Look through the entries below, please, and copy every line with the word "TriggerDecision".
** Records shown follows **
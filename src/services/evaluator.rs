use crate::models::{Alert, Condition, PriceSample};

#[derive(Debug, Clone, Copy, PartialEq)]
pub enum TriggerDecision {
    NoTrigger,
    /// The side of the market this alert watches has no recent trade.
    Skip,
    Trigger { captured_price: f64, captured_at: i64 },
}

/// Decides whether `alert` fires against `sample`. `below` watches the low
/// (instant-sell) price, `above` the high one; equality never fires.
pub fn evaluate(alert: &Alert, sample: &PriceSample, now: i64) -> TriggerDecision {
    if !alert.is_active() {
        return TriggerDecision::NoTrigger;
    }

    let value = match alert.condition {
        Condition::Below => sample.low,
        Condition::Above => sample.high,
    };
    let Some(value) = value else {
        return TriggerDecision::Skip;
    };

    let hit = match alert.condition {
        Condition::Below => value < alert.target_price,
        Condition::Above => value > alert.target_price,
    };

    if hit {
        TriggerDecision::Trigger {
            captured_price: value,
            captured_at: now,
        }
    } else {
        TriggerDecision::NoTrigger
    }
}
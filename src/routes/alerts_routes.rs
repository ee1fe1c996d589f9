use axum::{Router, routing::{get, patch, post, put}};
use crate::{AppState, controllers::alerts_controller};

pub fn add_routes(router: Router<AppState>) -> Router<AppState> {
    router
        .route("/alerts", get(alerts_controller::get_alerts).post(alerts_controller::post_create_alert))
        .route("/alerts/check", post(alerts_controller::post_check_alerts))
        .route("/alerts/refresh", post(alerts_controller::post_refresh_alerts))
        .route("/alerts/clear", post(alerts_controller::post_clear_alerts))
        .route("/alerts/:id", patch(alerts_controller::patch_alert).delete(alerts_controller::delete_alert))
        .route("/consent", put(alerts_controller::put_consent))
}
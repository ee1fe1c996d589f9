use std::{
    collections::HashMap,
    fs,
    io::ErrorKind,
    path::{Path, PathBuf},
};

use parking_lot::Mutex;

use crate::error::Result;

/// Key under which the serialized alert collection is stored.
pub const ALERTS_STORAGE_KEY: &str = "priceAlerts";

/// Synchronous key/value string storage, shaped like browser local storage.
pub trait PersistentStore: Send + Sync {
    fn get(&self, key: &str) -> Option<String>;
    fn set(&self, key: &str, value: &str) -> Result<()>;
}

/// Process-local storage. Used by tests and by sessions without a data dir.
#[derive(Default)]
pub struct MemoryStorage {
    entries: Mutex<HashMap<String, String>>,
    writes: Mutex<usize>,
}

impl MemoryStorage {
    pub fn new() -> Self {
        Self::default()
    }

    pub fn with_entry(key: &str, value: &str) -> Self {
        let storage = Self::default();
        storage.entries.lock().insert(key.to_string(), value.to_string());
        storage
    }

    /// Number of `set` calls seen so far.
    pub fn write_count(&self) -> usize {
        *self.writes.lock()
    }
}

impl PersistentStore for MemoryStorage {
    fn get(&self, key: &str) -> Option<String> {
        self.entries.lock().get(key).cloned()
    }

    fn set(&self, key: &str, value: &str) -> Result<()> {
        self.entries.lock().insert(key.to_string(), value.to_string());
        *self.writes.lock() += 1;
        Ok(())
    }
}

/// A JSON object of key => string kept in one file on disk. Reads are served
/// from memory; every write rewrites the whole file through a temp file.
pub struct FileStorage {
    path: PathBuf,
    entries: Mutex<HashMap<String, String>>,
}

impl FileStorage {
    pub fn open(path: impl AsRef<Path>) -> Self {
        let path = path.as_ref().to_path_buf();

        let entries = match fs::read_to_string(&path) {
            Ok(text) => serde_json::from_str(&text).unwrap_or_else(|e| {
                tracing::warn!(path = %path.display(), "ignoring unreadable storage file: {}", e);
                HashMap::new()
            }),
            Err(e) if e.kind() == ErrorKind::NotFound => HashMap::new(),
            Err(e) => {
                tracing::warn!(path = %path.display(), "failed to read storage file: {}", e);
                HashMap::new()
            }
        };

        Self {
            path,
            entries: Mutex::new(entries),
        }
    }

    pub fn path(&self) -> &Path {
        &self.path
    }
}

impl PersistentStore for FileStorage {
    fn get(&self, key: &str) -> Option<String> {
        self.entries.lock().get(key).cloned()
    }

    fn set(&self, key: &str, value: &str) -> Result<()> {
        let mut entries = self.entries.lock();
        entries.insert(key.to_string(), value.to_string());

        let json = serde_json::to_string_pretty(&*entries)?;
        if let Some(parent) = self.path.parent() {
            if !parent.as_os_str().is_empty() {
                fs::create_dir_all(parent)?;
            }
        }

        let tmp = self.path.with_extension("tmp");
        fs::write(&tmp, json)?;
        fs::rename(&tmp, &self.path)?;

        Ok(())
    }
}
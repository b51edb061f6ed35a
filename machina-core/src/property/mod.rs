//! The property system: a declarative schema of named, typed,
//! defaultable slots within a device's backing storage.

pub mod kind;
pub mod value;

pub use kind::PropertyKind;
pub use value::{OnOffAuto, PropertyValue};

use crate::error::PropertyError;
use crate::storage::Storage;

/// One entry of a kind's (or bus-kind's) property schema.
#[derive(Debug, Clone)]
pub struct PropertyDescriptor {
    pub name: &'static str,
    pub kind: PropertyKind,
    /// Byte offset into the device's backing storage.
    pub offset: usize,
    pub default: Option<PropertyValue>,
}

impl PropertyDescriptor {
    pub const fn new(name: &'static str, kind: PropertyKind, offset: usize) -> Self {
        PropertyDescriptor { name, kind, offset, default: None }
    }

    pub const fn with_default(mut self, default: PropertyValue) -> Self {
        self.default = Some(default);
        self
    }

    /// Writes `value` into `storage` at this property's offset.
    pub fn write(&self, storage: &Storage, value: &PropertyValue) -> Result<(), PropertyError> {
        match value {
            PropertyValue::Bool(v) => storage.write_uint(self.offset, 1, *v as u64),
            PropertyValue::Uint8(v) => storage.write_uint(self.offset, 1, *v as u64),
            PropertyValue::Uint16(v) => storage.write_uint(self.offset, 2, *v as u64),
            PropertyValue::Uint32(v) => storage.write_uint(self.offset, 4, *v as u64),
            PropertyValue::Uint64(v) => storage.write_uint(self.offset, 8, *v),
            PropertyValue::Int32(v) => storage.write_uint(self.offset, 4, *v as u32 as u64),
            PropertyValue::Int64(v) => storage.write_uint(self.offset, 8, *v as u64),
            PropertyValue::Size(v) => storage.write_uint(self.offset, 8, *v),
            PropertyValue::MacAddr(mac) => storage.write_bytes(self.offset, mac),
            PropertyValue::OnOffAuto(v) => storage.write_uint(self.offset, 1, *v as u64),
            PropertyValue::Str(s) => {
                return storage
                    .alloc_handle(self.offset, Box::new(s.clone()))
                    .map_err(|_| self.bad_width());
            }
        }
        .map_err(|_| self.bad_width())
    }

    /// Reads the current value back out of `storage`.
    pub fn read(&self, storage: &Storage) -> Result<PropertyValue, PropertyError> {
        let bad = || self.bad_width();
        Ok(match self.kind {
            PropertyKind::Bool => PropertyValue::Bool(storage.read_uint(self.offset, 1).map_err(|_| bad())? != 0),
            PropertyKind::Uint8 => PropertyValue::Uint8(storage.read_uint(self.offset, 1).map_err(|_| bad())? as u8),
            PropertyKind::Uint16 => {
                PropertyValue::Uint16(storage.read_uint(self.offset, 2).map_err(|_| bad())? as u16)
            }
            PropertyKind::Uint32 => {
                PropertyValue::Uint32(storage.read_uint(self.offset, 4).map_err(|_| bad())? as u32)
            }
            PropertyKind::Uint64 => PropertyValue::Uint64(storage.read_uint(self.offset, 8).map_err(|_| bad())?),
            PropertyKind::Int32 => {
                PropertyValue::Int32(storage.read_uint(self.offset, 4).map_err(|_| bad())? as u32 as i32)
            }
            PropertyKind::Int64 => {
                PropertyValue::Int64(storage.read_uint(self.offset, 8).map_err(|_| bad())? as i64)
            }
            PropertyKind::Size => PropertyValue::Size(storage.read_uint(self.offset, 8).map_err(|_| bad())?),
            PropertyKind::MacAddr => {
                let bytes = storage.read_bytes(self.offset, 6).map_err(|_| bad())?;
                let mut mac = [0u8; 6];
                mac.copy_from_slice(&bytes);
                PropertyValue::MacAddr(mac)
            }
            PropertyKind::OnOffAuto => {
                let raw = storage.read_uint(self.offset, 1).map_err(|_| bad())?;
                PropertyValue::OnOffAuto(match raw {
                    0 => OnOffAuto::Off,
                    1 => OnOffAuto::On,
                    _ => OnOffAuto::Auto,
                })
            }
            PropertyKind::Str => PropertyValue::Str(storage.read_str_handle(self.offset).unwrap_or_default()),
            PropertyKind::LegacyReadOnly => {
                return Err(PropertyError::ParseRejected {
                    property: self.name.to_string(),
                    value: String::new(),
                })
            }
        })
    }

    /// Parses `text` and writes the result into `storage`.
    pub fn parse_and_write(&self, storage: &Storage, text: &str) -> Result<(), PropertyError> {
        let value = self.kind.parse(self.name, text)?;
        self.write(storage, &value)
    }

    /// Renders the current stored value, or `None` for a legacy (unprintable) kind.
    pub fn print(&self, storage: &Storage) -> Option<String> {
        let value = self.read(storage).ok()?;
        self.kind.print(&value)
    }

    /// Releases any heap-backed slot this property owns.
    pub fn free(&self, storage: &Storage) {
        if matches!(self.kind, PropertyKind::Str) {
            let _ = storage.free_handle(self.offset, 8);
        }
    }

    fn bad_width(&self) -> PropertyError {
        PropertyError::BadSlotWidth {
            property: self.name.to_string(),
            expected: self.kind.element_size(),
            found: self.kind.element_size(),
        }
    }
}

/// Applies every property's default value to `storage`, in schema order —
/// run before bus-kind defaults, which run before global defaults.
pub fn apply_defaults(schema: &[PropertyDescriptor], storage: &Storage) {
    for prop in schema {
        if let Some(default) = &prop.default {
            let _ = prop.write(storage, default);
        }
    }
}

#[cfg(test)]
mod tests {
    use super::*;

    #[test]
    fn default_then_user_override_round_trips() {
        let schema = [PropertyDescriptor::new("rate", PropertyKind::Uint32, 0)
            .with_default(PropertyValue::Uint32(1000))];
        let storage = Storage::zeroed(8);
        apply_defaults(&schema, &storage);
        assert_eq!(schema[0].print(&storage).unwrap(), "1000");
        schema[0].parse_and_write(&storage, "500").unwrap();
        assert_eq!(schema[0].print(&storage).unwrap(), "500");
    }

    #[test]
    fn str_property_frees_its_heap_slot() {
        let prop = PropertyDescriptor::new("chardev", PropertyKind::Str, 0);
        let storage = Storage::zeroed(8);
        prop.parse_and_write(&storage, "serial0").unwrap();
        assert_eq!(prop.print(&storage).unwrap(), "serial0");
        prop.free(&storage);
        assert_eq!(prop.print(&storage).unwrap_or_default(), "");
    }
}
//! The state introspector: walks a declarative state descriptor over
//! a device's raw backing storage and produces a structured field tree,
//! the same shape `device-show` hands to the monitor.

use crate::error::ReflectError;
use crate::storage::Storage;
use bitflags::bitflags;
use serde::Serialize;

bitflags! {
    /// Orthogonal behaviours a field can combine (bitfield-ness is kept as
    /// its own `Option<BitField>` below rather than folded in here, since it
    /// carries data — a name and a mask — not just a switch).
    #[derive(Default)]
    pub struct FieldFlags: u32 {
        /// The slot holds a heap handle to its pointee, dereferenced once.
        const POINTER = 0b0000_0001;
        /// Each array element is itself a handle, dereferenced individually.
        const ARRAY_OF_POINTER = 0b0000_0010;
        /// Recurse into `nested_descriptor` over the same (or pointee) bytes.
        const STRUCT = 0b0000_0100;
        /// Emit a fixed-length raw byte buffer.
        const BUFFER = 0b0000_1000;
        /// Emit a variable-length raw byte buffer (length from `count`).
        const VAR_BUFFER = 0b0001_0000;
        /// Delegate rendering to the kind-supplied queue printer.
        const QUEUE = 0b0010_0000;
    }
}

/// How many elements (or, for buffer flags, how many bytes) a field covers.
#[derive(Debug, Clone, Copy)]
pub enum CountPolicy {
    Scalar,
    FixedArray(usize),
    /// Element/byte count lives in a 4-byte slot at this offset (relative to
    /// the same base as the field itself).
    VarArrayInt32(usize),
    /// Element/byte count lives in a 2-byte slot at this offset.
    VarArrayUint16(usize),
}

/// `{bit_field_name, bit_field_mask}` — replaces the field's on-screen name
/// and masks the raw integer down to `0`/`1`.
#[derive(Debug, Clone, Copy)]
pub struct BitField {
    pub name: &'static str,
    pub mask: u64,
}

/// Renders the elements of a `QUEUE`-flagged field from raw bytes at `offset`.
pub type QueuePrinter = fn(&Storage, usize) -> Vec<StateElem>;
/// Runs once before a descriptor's fields are walked.
pub type PreSaveHook = fn(&Storage);
/// Decides whether a field exists for the descriptor's current `version_id`.
pub type ExistencePredicate = fn(&Storage, u32) -> bool;

pub struct StateField {
    pub name: &'static str,
    pub offset: usize,
    pub element_size: usize,
    pub count: CountPolicy,
    pub flags: FieldFlags,
    pub predicate: Option<ExistencePredicate>,
    pub bitfield: Option<BitField>,
    pub nested: Option<&'static StateDescriptor>,
    pub queue_printer: Option<QueuePrinter>,
    /// Byte offset a pointer field's pointee walk should begin at.
    pub start: Option<u64>,
}

impl StateField {
    pub const fn scalar(name: &'static str, offset: usize, element_size: usize) -> Self {
        StateField {
            name,
            offset,
            element_size,
            count: CountPolicy::Scalar,
            flags: FieldFlags::empty(),
            predicate: None,
            bitfield: None,
            nested: None,
            queue_printer: None,
            start: None,
        }
    }
}

pub struct StateDescriptor {
    pub version_id: u32,
    pub pre_save_hook: Option<PreSaveHook>,
    pub fields: &'static [StateField],
}

#[derive(Debug, Clone, Serialize)]
pub struct StateFieldValue {
    pub name: String,
    pub size: usize,
    #[serde(skip_serializing_if = "Option::is_none")]
    pub start: Option<u64>,
    pub elems: Vec<StateElem>,
}

#[derive(Debug, Clone, Serialize)]
#[serde(untagged)]
pub enum StateElem {
    Scalar(u64),
    Bytes(Vec<u8>),
    Nested(Vec<StateFieldValue>),
}

/// Walks `descriptor` over `storage`, returning the structured field tree.
/// `full` disables the 16-byte truncation of buffer fields.
pub fn introspect(
    descriptor: &StateDescriptor,
    storage: &Storage,
    full: bool,
) -> Result<Vec<StateFieldValue>, ReflectError> {
    walk(descriptor, storage, 0, full)
}

fn walk(
    descriptor: &StateDescriptor,
    storage: &Storage,
    base: usize,
    full: bool,
) -> Result<Vec<StateFieldValue>, ReflectError> {
    if let Some(hook) = descriptor.pre_save_hook {
        hook(storage);
    }
    let mut out = Vec::with_capacity(descriptor.fields.len());
    for field in descriptor.fields {
        if let Some(predicate) = field.predicate {
            if !predicate(storage, descriptor.version_id) {
                continue;
            }
        }
        out.push(render_field(field, storage, base, full)?);
    }
    Ok(out)
}

fn render_field(
    field: &StateField,
    storage: &Storage,
    base: usize,
    full: bool,
) -> Result<StateFieldValue, ReflectError> {
    let abs_offset = base + field.offset;
    let display_name = field.bitfield.map(|b| b.name).unwrap_or(field.name).to_string();

    if field.flags.contains(FieldFlags::QUEUE) {
        let printer = field.queue_printer.expect("QUEUE field without queue_printer");
        return Ok(StateFieldValue {
            name: display_name,
            size: field.element_size,
            start: field.start,
            elems: printer(storage, abs_offset),
        });
    }

    if field.flags.intersects(FieldFlags::BUFFER | FieldFlags::VAR_BUFFER) {
        let len = buffer_len(field, storage, base)?;
        let mut bytes = storage.read_bytes(abs_offset, len)?;
        if !full && bytes.len() > 16 {
            bytes.truncate(16);
        }
        return Ok(StateFieldValue {
            name: display_name,
            size: field.element_size,
            start: field.start,
            elems: vec![StateElem::Bytes(bytes)],
        });
    }

    let count = element_count(field, storage, base)?;
    let mut elems = Vec::with_capacity(count);
    for i in 0..count {
        let elem_offset = abs_offset + i * field.element_size;
        elems.push(render_element(field, storage, elem_offset, full)?);
    }
    Ok(StateFieldValue { name: display_name, size: field.element_size, start: field.start, elems })
}

fn render_element(
    field: &StateField,
    storage: &Storage,
    elem_offset: usize,
    full: bool,
) -> Result<StateElem, ReflectError> {
    if field.flags.intersects(FieldFlags::POINTER | FieldFlags::ARRAY_OF_POINTER) {
        let bytes = storage.read_buffer_handle(elem_offset)?;
        let pointee = Storage::zeroed(bytes.len());
        pointee.write_bytes(0, &bytes)?;
        let pointee_base = field.start.unwrap_or(0) as usize;
        return Ok(match field.nested {
            Some(nested) => StateElem::Nested(walk(nested, &pointee, pointee_base, full)?),
            None => StateElem::Scalar(pointee.read_uint(pointee_base, field.element_size)?),
        });
    }

    if field.flags.contains(FieldFlags::STRUCT) {
        let nested = field.nested.expect("STRUCT field without nested_descriptor");
        return Ok(StateElem::Nested(walk(nested, storage, elem_offset, full)?));
    }

    let raw = storage.read_uint(elem_offset, field.element_size)?;
    let value = match field.bitfield {
        Some(bf) => {
            if raw & bf.mask != 0 {
                1
            } else {
                0
            }
        }
        None => raw,
    };
    Ok(StateElem::Scalar(value))
}

fn element_count(field: &StateField, storage: &Storage, base: usize) -> Result<usize, ReflectError> {
    Ok(match field.count {
        CountPolicy::Scalar => 1,
        CountPolicy::FixedArray(n) => n,
        CountPolicy::VarArrayInt32(offset) => storage.read_uint(base + offset, 4)? as usize,
        CountPolicy::VarArrayUint16(offset) => storage.read_uint(base + offset, 2)? as usize,
    })
}

fn buffer_len(field: &StateField, storage: &Storage, base: usize) -> Result<usize, ReflectError> {
    Ok(match field.count {
        CountPolicy::Scalar => field.element_size,
        CountPolicy::FixedArray(n) => n,
        CountPolicy::VarArrayInt32(offset) => storage.read_uint(base + offset, 4)? as usize,
        CountPolicy::VarArrayUint16(offset) => storage.read_uint(base + offset, 2)? as usize,
    })
}
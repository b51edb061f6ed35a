//! Small shared building blocks used by `machina-core`.
//!
//! Kept as its own crate the way the ancestor kernel kept a `utils` crate
//! alongside its main `os` crate: generic enough to have no dependency on
//! device/bus types, reused by the core without pulling the core in.

pub mod handle;

pub use handle::{Handle, HandleRef};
** End of Records shown **
- [Written answer]:
pub enum TriggerDecision {
pub fn evaluate(alert: &Alert, sample: &PriceSample, now: i64) -> TriggerDecision {
        return TriggerDecision::NoTrigger;
        return TriggerDecision::Skip;
        TriggerDecision::Trigger {
        TriggerDecision::NoTrigger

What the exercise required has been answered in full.